### Your objective
Copy out each line of the data holding "PersonName".
═══ The data
//! Pythagorean letter table.
//!
//! ```text
//! 1 2 3 4 5 6 7 8 9
//! A B C D E F G H I
//! J K L M N O P Q R
//! S T U V W X Y Z
//! ```
//!
//! Vowels are A, E, I, O and U; Y and W count as consonants.

use crate::model::person_name::PersonName;

/// Value of one folded uppercase letter, or `None` outside `A..=Z`.
pub fn letter_value(letter: char) -> Option<u32> {
    if letter.is_ascii_uppercase() {
        Some((u32::from(letter) - u32::from('A')) % 9 + 1)
    } else {
        None
    }
}

pub fn is_vowel(letter: char) -> bool {
    matches!(letter, 'A' | 'E' | 'I' | 'O' | 'U')
}

/// Unreduced letter sums of one name.
#[derive(Debug, Clone, Copy, Default, PartialEq, Eq)]
pub struct LetterSums {
    pub all: u32,
    pub vowels: u32,
    pub consonants: u32,
}

/// Sums letter values over the whole name and over its vowel/consonant
/// subsets.
pub fn letter_sums(name: &PersonName) -> LetterSums {
    let mut sums = LetterSums::default();
    for &letter in name.letters() {
        let Some(value) = letter_value(letter) else {
            continue;
        };
        sums.all += value;
        if is_vowel(letter) {
            sums.vowels += value;
        } else {
            sums.consonants += value;
        }
    }
    sums
}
══════
### Completed task
use crate::model::person_name::PersonName;
pub fn letter_sums(name: &PersonName) -> LetterSums {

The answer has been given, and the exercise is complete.